Oleh: Suparto Wijoyo*
MEIKARTA kini menjadi bincangan yang berbeda dari semula kehadirannya yang penuh gempita promosi di media-media besar, nyaris tidak terbayangkan berapa ongkos yang dikeluarkan. Sekarang orang menggumam atasnya sehubungan dengan OTT KPK di tatar Bekasi yang melibatkan bupati dan jajarannya. Meikarta dalam naungan Lippo Group. Iklan tanpa bayar kalau sekadar terkenal dengan sebutan ada pusaran suap yang dilakukannya kepada para pejabat di Kabupaten Bekasi berkenaan dengan prosedur administrasinya, sungguh ada kecewa di khalayak. Perizinan untuk kelengkapan wahana properti, tempat hunian, dan kota mandiri yang diimpikan kawula milenial atas nama kenyamanan maupun keamanan ternyata “ditempuh penuh sangka”. Ada suap yang diungkit OTT KPK di dalamnya dan baunya semakin menyengat dengan gerakan KPK untuk memberantas praktik rasuah.

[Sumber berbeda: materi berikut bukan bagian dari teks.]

impl ClipSource {
    /// Clip over a single media reference with default options.
    pub fn new(source: impl Into<PathBuf>) -> Self {
        Self::with_options(source, ClipOptions::default())
    }

    pub fn with_options(source: impl Into<PathBuf>, opts: ClipOptions) -> Self {
        let (play_in, play_out) = normalize_optional_range(opts.play_in, opts.play_out);
        Self {
            source: MediaSlot::new(Some(source.into())),
            preview: MediaSlot::new(opts.preview),
            source_in: opts.source_in,
            source_out: opts.source_out,
            play_in,
            play_out,
            fps: opts.fps,
            movie_start_index: opts.movie_start_index,
            audio: opts.audio,
            meta: Attrs::new(),
            probe: opts
                .probe
                .unwrap_or_else(|| Arc::new(FfprobeProbe::new())),
        }
    }

    /// Clip whose playable paths and native range are already known;
    /// skips probing and filesystem queries entirely.
    pub fn from_resolved(
        playable: Vec<PathBuf>,
        source_in: i64,
        source_out: i64,
        opts: ClipOptions,
    ) -> Result<Self, MediaError> {
        if playable.is_empty() {
            return Err(MediaError::Usage(
                "a resolved clip needs at least one playable path".to_string(),
            ));
        }
        let (play_in, play_out) = normalize_optional_range(opts.play_in, opts.play_out);
        Ok(Self {
            source: MediaSlot {
                raw: playable.first().cloned(),
                state: SlotState::Resolved { playable },
            },
            preview: MediaSlot::new(opts.preview),
            source_in: Some(opts.source_in.unwrap_or(source_in)),
            source_out: Some(opts.source_out.unwrap_or(source_out)),
            play_in,
            play_out,
            fps: opts.fps,
            movie_start_index: opts.movie_start_index,
            audio: opts.audio,
            meta: Attrs::new(),
            probe: opts.probe.unwrap_or_else(|| Arc::new(FfprobeProbe::new())),
        })
    }

    pub fn fps(&self) -> f32 {
        self.fps
    }

    pub fn movie_start_index(&self) -> i64 {
        self.movie_start_index
    }

    /// Companion audio reference, if any.
    pub fn audio(&self) -> Option<&AudioRef> {
        self.audio.as_ref()
    }

    /// Audio offset converted to seconds at the clip rate.
    pub fn audio_offset_secs(&self) -> Option<f64> {
        self.audio
            .as_ref()
            .map(|a| a.offset as f64 / self.fps as f64)
    }

    pub fn set_meta(&mut self, key: impl Into<String>, value: impl Into<AttrValue>) {
        self.meta.set(key, value);
    }

    pub fn get_meta(&self, key: &str) -> Option<&AttrValue> {
        self.meta.get(key)
    }

    pub fn meta(&self) -> &Attrs {
        &self.meta
    }

    pub fn merge_meta(&mut self, other: &Attrs) {
        self.meta.merge(other);
    }

    /// Movie or frames, decided purely by extension against the movie
    /// allow-list. Classifies whichever slot actually resolved, so a
    /// clip playing its movie preview counts as a movie even when the
    /// main source is a frame path.
    pub fn source_type(&mut self) -> SourceType {
        let settled = self
            .source_paths()
            .and_then(|playable| playable.first())
            .map(|p| config::is_movie(p));
        let movie = match settled {
            Some(movie) => movie,
            None => self
                .source
                .raw
                .as_deref()
                .map(config::is_movie)
                .unwrap_or(false),
        };
        if movie { SourceType::Movie } else { SourceType::Frames }
    }

    /// Whether both eyes resolved to playable media.
    pub fn is_stereo(&mut self) -> bool {
        self.source_paths().map(|p| p.len() == 2).unwrap_or(false)
    }

    /// Resolution already attempted and failed.
    pub fn resolve_failed(&self) -> bool {
        self.source.state == SlotState::Failed
            && (self.preview.raw.is_none() || self.preview.state == SlotState::Failed)
    }

    /// Playable template/movie paths, main source preferred.
    pub fn source_paths(&mut self) -> Option<&[PathBuf]> {
        self.source_paths_pref(false)
    }

    /// Playable paths with explicit slot preference; falls back to the
    /// other slot when the preferred one cannot resolve.
    pub fn source_paths_pref(&mut self, prefer_preview: bool) -> Option<&[PathBuf]> {
        self.resolve_slot(prefer_preview);
        if self.slot(prefer_preview).playable().is_none() {
            self.resolve_slot(!prefer_preview);
        }

        let use_preview = if self.slot(prefer_preview).playable().is_some() {
            prefer_preview
        } else {
            !prefer_preview
        };
        self.slot(use_preview).playable()
    }

    /// First playable path.
    pub fn source_path(&mut self) -> Option<PathBuf> {
        self.source_paths()
            .and_then(|p| p.first())
            .cloned()
    }

    /// Native frame range, resolving lazily on first call.
    pub fn source_range(&mut self) -> Option<(i64, i64)> {
        if self.source_in.is_none() || self.source_out.is_none() {
            self.source_paths();
        }
        match (self.source_in, self.source_out) {
            (Some(a), Some(b)) => Some((a, b)),
            _ => None,
        }
    }

    /// Requested play range, falling back to the native range when unset.
    pub fn play_range(&mut self) -> Option<(i64, i64)> {
        match (self.play_in, self.play_out) {
            (Some(a), Some(b)) => Some((a, b)),
            _ => self.source_range(),
        }
    }

    /// Set the play range; argument order does not matter.
    pub fn set_play_range(&mut self, a: i64, b: i64) {
        self.play_in = Some(a.min(b));
        self.play_out = Some(a.max(b));
    }

    /// Clear the play range so it falls back to the native range again.
    pub fn reset_play_range(&mut self) {
        self.play_in = None;
        self.play_out = None;
    }

    /// Classification of the current play range against the source range.
    pub fn play_case(&mut self) -> Option<PlayCase> {
        let source = self.source_range()?;
        let play = self.play_range()?;
        Some(PlayCase::classify(source, play))
    }

    /// Hold/window/hold breakdown for playback. None while unresolved.
    pub fn get_play_data(&mut self) -> Option<PlayData> {
        let (source_in, source_out) = self.source_range()?;
        let (play_in, play_out) = match (self.play_in, self.play_out) {
            (Some(a), Some(b)) => (a, b),
            _ => (source_in, source_out),
        };

        let case = PlayCase::classify((source_in, source_out), (play_in, play_out));
        let mut data = match case {
            PlayCase::Disjoint => PlayData {
                head_hold: Some(play_out - play_in + 1),
                play_in: None,
                play_out: None,
                tail_hold: None,
            },
            PlayCase::OverhangTail => PlayData {
                head_hold: None,
                play_in: Some(play_in),
                play_out: Some(source_out),
                tail_hold: Some(play_out - source_out),
            },
            PlayCase::OverhangHead => PlayData {
                head_hold: Some(source_in - play_in),
                play_in: Some(source_in),
                play_out: Some(play_out),
                tail_hold: None,
            },
            PlayCase::OverhangBoth => PlayData {
                head_hold: Some(source_in - play_in),
                play_in: Some(source_in),
                play_out: Some(source_out),
                tail_hold: Some(play_out - source_out),
            },
            PlayCase::Contained => PlayData {
                head_hold: None,
                play_in: Some(play_in),
                play_out: Some(play_out),
                tail_hold: None,
            },
        };

        // Movie playback addresses frames relative to the display offset;
        // only the window bounds shift, never the hold counts. The
        // defaulted play range shifts like an explicit one, so a movie
        // always gets movie-space window bounds.
        if self.source_type() == SourceType::Movie {
            data.play_in = data.play_in.map(|v| v - self.movie_start_index);
            data.play_out = data.play_out.map(|v| v - self.movie_start_index);
        }

        Some(data)
    }

    fn slot(&self, preview: bool) -> &MediaSlot {
        if preview { &self.preview } else { &self.source }
    }

    /// Single resolution entry point; idempotent, at most one attempt per
    /// slot for the clip's lifetime.
    fn resolve_slot(&mut self, preview: bool) {
        let slot = if preview {
            &mut self.preview
        } else {
            &mut self.source
        };
        if slot.state != SlotState::Unresolved {
            return;
        }
        let Some(raw) = slot.raw.clone() else {
            slot.state = SlotState::Failed;
            return;
        };

        match determine_range(&raw, self.movie_start_index, self.probe.as_ref()) {
            Ok((playable, in_frame, out_frame)) => {
                if self.source_in.is_none() {
                    self.source_in = Some(in_frame);
                }
                if self.source_out.is_none() {
                    self.source_out = Some(out_frame);
                }
                let slot = if preview {
                    &mut self.preview
                } else {
                    &mut self.source
                };
                slot.state = SlotState::Resolved { playable };
            }
            Err(e) => {
                warn!("can not resolve source from '{}': {}", raw.display(), e);
                let slot = if preview {
                    &mut self.preview
                } else {
                    &mut self.source
                };
                slot.state = SlotState::Failed;
            }
        }
    }
}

Berita yang berkembang kemudian adalah fenomena korupsi di bilik-bilik korporasi, di jengkal badan hukum, di lorong-lorong perusahaan dagang. Kondisinya memang berbeda tetapi narasinya searah bahwa konglomerasi dan monopoli acap menghadirkan laku korupsi yang mengingatkan pada zaman “kuasa dagang” yang dilakukan VOC. Banyak orang punya pemahaman atas sejarah lama dan “tradisi korupsi” yang diajarkan VOC alias Verenigde Oost-Indische Compagnie sejak 20 Maret 1602 sampai 31 Desember 1799. Lakon suap-menyuap tampak menggumpal dalam peradaban yang menyambungkan antara pejabat nakal dengan konglomerat binal.

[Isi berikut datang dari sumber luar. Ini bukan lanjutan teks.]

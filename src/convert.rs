use std::fmt;
use std::fs::File;
use std::io::{BufWriter, Write};
use std::path::{Path, PathBuf};
use std::str::FromStr;

use log::{debug, info, trace, warn};
use serde::Serialize;

use crate::data::indicator::{DEFAULT_THRESHOLD, row_labels};
use crate::data::labelmap::LabelMap;
use crate::data::loader::load_table;
use crate::data::model::Table;
use crate::error::{ConvertError, Result};

const UTF8_BOM: &[u8] = b"\xEF\xBB\xBF";

// ---------------------------------------------------------------------------
// Options
// ---------------------------------------------------------------------------

/// Encodings the JSONL writer can produce.
#[derive(Debug, Clone, Copy, PartialEq, Eq, Default)]
pub enum OutputEncoding {
    #[default]
    Utf8,
    /// UTF-8 with a leading byte-order mark.
    Utf8Sig,
}

impl FromStr for OutputEncoding {
    type Err = ConvertError;

    fn from_str(s: &str) -> Result<Self> {
        match s.trim().to_ascii_lowercase().replace('_', "-").as_str() {
            "utf-8" | "utf8" => Ok(OutputEncoding::Utf8),
            "utf-8-sig" | "utf8-sig" => Ok(OutputEncoding::Utf8Sig),
            _ => Err(ConvertError::UnsupportedEncoding(s.to_string())),
        }
    }
}

/// Everything one conversion run needs to know.
#[derive(Debug, Clone)]
pub struct ConvertOptions {
    pub input: PathBuf,
    pub output: PathBuf,
    pub labelmap: PathBuf,
    /// Sheet name or 0-based index; first sheet when `None`.
    pub sheet: Option<String>,
    pub threshold: f64,
    /// Emit the `labels` name list next to `label_ids`.
    pub include_labels: bool,
    /// Drop rows with no active label.
    pub skip_no_label: bool,
    pub encoding: OutputEncoding,
}

impl ConvertOptions {
    pub fn new(input: PathBuf, output: PathBuf, labelmap: PathBuf) -> Self {
        Self {
            input,
            output,
            labelmap,
            sheet: None,
            threshold: DEFAULT_THRESHOLD,
            include_labels: true,
            skip_no_label: false,
            encoding: OutputEncoding::Utf8,
        }
    }
}

// ---------------------------------------------------------------------------
// Output record & run summary
// ---------------------------------------------------------------------------

/// One JSONL line.
#[derive(Debug, Clone, PartialEq, Serialize)]
pub struct Record {
    pub text: String,
    #[serde(skip_serializing_if = "Option::is_none")]
    pub labels: Option<Vec<String>>,
    pub label_ids: Vec<i64>,
}

/// Row counters for one run.
#[derive(Debug, Clone, Default, PartialEq, Eq)]
pub struct Summary {
    pub total: usize,
    pub written: usize,
    pub skipped_empty_text: usize,
    /// `None` unless rows without labels are being skipped.
    pub skipped_no_label: Option<usize>,
    pub output: PathBuf,
}

impl fmt::Display for Summary {
    fn fmt(&self, f: &mut fmt::Formatter<'_>) -> fmt::Result {
        writeln!(f, "Done.")?;
        writeln!(f, "Input rows: {}", self.total)?;
        writeln!(f, "Written:    {}", self.written)?;
        writeln!(f, "Skipped (empty text): {}", self.skipped_empty_text)?;
        if let Some(n) = self.skipped_no_label {
            writeln!(f, "Skipped (no labels): {n}")?;
        }
        writeln!(f, "Output: {}", self.output.display())
    }
}

// ---------------------------------------------------------------------------
// Driver
// ---------------------------------------------------------------------------

/// Run a full conversion: load, validate, stream records, summarise.
///
/// Every precondition (paths, labelmap shape, readable input, required
/// columns) is checked before the output file is created.
pub fn run(opts: &ConvertOptions) -> Result<Summary> {
    // Init → Loaded
    require_exists("input spreadsheet", &opts.input)?;
    require_exists("labelmap", &opts.labelmap)?;

    let labelmap = LabelMap::load(&opts.labelmap)?;
    info!(
        "labelmap: text column {:?}, {} labels",
        labelmap.text_column,
        labelmap.label_names.len()
    );

    let table = load_table(&opts.input, opts.sheet.as_deref())
        .map_err(|e| ConvertError::read(&opts.input, e))?;
    if table.is_empty() {
        warn!("{} has a header but no data rows", opts.input.display());
    }

    // Loaded → Validated
    validate_columns(&table, &labelmap)?;
    let without_id = labelmap.labels_without_id();
    if !without_id.is_empty() {
        warn!("labels without an id in label2id (fatal if any row marks them active): {without_id:?}");
    }

    // Validated → Streaming
    if let Some(parent) = opts.output.parent().filter(|p| !p.as_os_str().is_empty()) {
        std::fs::create_dir_all(parent)?;
    }
    let file = File::create(&opts.output)?;
    let mut writer = BufWriter::new(file);
    let mut summary = write_records(&table, &labelmap, opts, &mut writer)?;
    writer.flush()?;

    // Streaming → Done
    summary.output = std::fs::canonicalize(&opts.output).unwrap_or_else(|_| opts.output.clone());
    Ok(summary)
}

fn require_exists(what: &'static str, path: &Path) -> Result<()> {
    if path.exists() {
        Ok(())
    } else {
        Err(ConvertError::InputNotFound {
            what,
            path: path.to_path_buf(),
        })
    }
}

/// The text column and every label column must be present.
pub fn validate_columns(table: &Table, labelmap: &LabelMap) -> Result<()> {
    let missing: Vec<String> = labelmap
        .required_columns()
        .filter(|col| !table.has_column(col))
        .map(str::to_string)
        .collect();

    if missing.is_empty() {
        debug!("all {} required columns present", labelmap.label_names.len() + 1);
        return Ok(());
    }
    Err(ConvertError::MissingColumns {
        missing,
        available: table.columns.clone(),
    })
}

/// Stream every row of `table` to `out` as JSONL, in row order.
///
/// The returned summary carries no output path; [`run`] fills it in.
pub fn write_records<W: Write>(
    table: &Table,
    labelmap: &LabelMap,
    opts: &ConvertOptions,
    out: &mut W,
) -> Result<Summary> {
    let mut summary = Summary {
        skipped_no_label: opts.skip_no_label.then_some(0),
        ..Summary::default()
    };

    if opts.encoding == OutputEncoding::Utf8Sig {
        out.write_all(UTF8_BOM)?;
    }

    for (row_no, row) in table.rows.iter().enumerate() {
        summary.total += 1;

        let text = table
            .cell(row, &labelmap.text_column)
            .map(|cell| cell.to_text())
            .unwrap_or_default();
        if text.is_empty() {
            trace!("row {row_no}: empty text, skipped");
            summary.skipped_empty_text += 1;
            continue;
        }

        let (labels, label_ids) = row_labels(table, row, labelmap, opts.threshold)?;

        if let Some(skipped) = summary.skipped_no_label.as_mut() {
            if label_ids.is_empty() {
                trace!("row {row_no}: no active label, skipped");
                *skipped += 1;
                continue;
            }
        }

        let record = Record {
            text,
            labels: opts.include_labels.then_some(labels),
            label_ids,
        };
        serde_json::to_writer(&mut *out, &record)?;
        out.write_all(b"\n")?;
        summary.written += 1;
    }

    info!(
        "{} rows in, {} written, {} skipped for empty text",
        summary.total, summary.written, summary.skipped_empty_text
    );
    Ok(summary)
}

VOC merupakan konglomerasi dagang yang dihelat untuk menyaingi kongsi dagang Spanyol dan Portugis yang lebih dahulu bercokol di Nusantara. Pemerintahan “rakus” Belanda yang merasakan nikmatnya menjarah kekayaan rempah-rempah semakin kemaruk untuk “menguntal” sendirian. Petinggi birokrasi Kerajaan dan perusahaan Belanda memutar siasat melawan pesaingnya itu dengan membuat VOC. Enam perusahaan dagang di Amsterdam, Zeeland, Delft, Rotterdam, Hoorn, dan Enkhuyzen setuju bersatu mendeklarasikan VOC pada 20 Maret 1602.

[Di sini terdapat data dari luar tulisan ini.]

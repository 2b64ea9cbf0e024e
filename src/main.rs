mod cli;
mod convert;
mod data;
mod error;

use std::process::ExitCode;

use clap::Parser;
use log::debug;

use cli::Cli;

fn main() -> ExitCode {
    let cli = Cli::parse();

    env_logger::Builder::from_env(env_logger::Env::default().default_filter_or(cli.log_level()))
        .init();
    debug!("{cli:?}");

    let result = cli.into_options().and_then(|opts| convert::run(&opts));
    match result {
        Ok(summary) => {
            print!("{summary}");
            ExitCode::SUCCESS
        }
        Err(err) => {
            eprintln!("ERROR: {err}");
            ExitCode::from(err.exit_code())
        }
    }
}
// ---------------------------------------------------------------------------
// Parquet loader
// ---------------------------------------------------------------------------

/// Load a Parquet file written by **Pandas** (`df.to_parquet()`) or
/// **Polars** (`df.write_parquet()`).
///
/// Strings, booleans, integers and floats map directly; dates and timestamps
/// become ISO text; anything else is rendered with Arrow's display formatter.
fn load_parquet(path: &Path) -> Result<Table> {
    let file = std::fs::File::open(path).context("opening parquet file")?;
    let builder =
        ParquetRecordBatchReaderBuilder::try_new(file).context("reading parquet metadata")?;
    let columns: Vec<String> = builder
        .schema()
        .fields()
        .iter()
        .map(|f| f.name().clone())
        .collect();
    let reader = builder.build().context("building parquet reader")?;

    let mut rows = Vec::new();

    for batch_result in reader {
        let batch = batch_result.context("reading parquet record batch")?;

        let column_cells = batch
            .columns()
            .iter()
            .zip(&columns)
            .map(|(col, name)| {
                column_to_values(col).with_context(|| format!("converting column {name:?}"))
            })
            .collect::<Result<Vec<_>>>()?;

        for row in 0..batch.num_rows() {
            rows.push(Row::new(
                column_cells.iter().map(|cells| cells[row].clone()).collect(),
            ));
        }
    }

    Ok(Table::new(columns, rows))
}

Semboyan yang diusung adalah untuk utama meraup untung sebesar-besarnya demi tercapainya Gold dan Glory (kekayaan dan kejayaan) bagi Imperium Belanda. Niat ambisius ini direstui oleh Kerajaan Belanda dengan memberikan sejumlah keistimewaan untuk VOC yang secara teknis politik perdagangan menjadi perpanjangan tangan Kerajaan di tanah Ibu Pertiwi. Rahim Ibu Pertiwi dikeruk dengan kekuasaan dan keuangan yang membanjiri Kerajaan Belanda dengan rupa-rupa harta yang sampai hari ini orang-orang turun kolonialis itu menikmatinya.
Dalam Oktrooi, Piagam VOC tertanggal 20 Maret 1602 dicantumkan dengan terang hak monopoli berdagang maupun berlayar ke wilayah Nusantara. VOC sedemikian kuatnya dengan kekayaan yang melimpah dari “lelehan darah” Ibu Pertiwi yang mengerang akhirnya membentuk angkatan bersenjata. VOC setarikan nafas seperti negara yang memiliki kewenangan bisa menyatakan perang dan menjalin “tipu daya” yang dibungkus perjanjian dengan raja-raja Nusantara. Dalam Oktrooi VOC secara terang disebutkan memiliki hak yang sangat spesial berupa pernyataan bahwa tidak satu pihak korporasi selain VOC yang diperbolehkan mengirimkan kapal-kapal dari negeri Belanda ke daerah Nusantara.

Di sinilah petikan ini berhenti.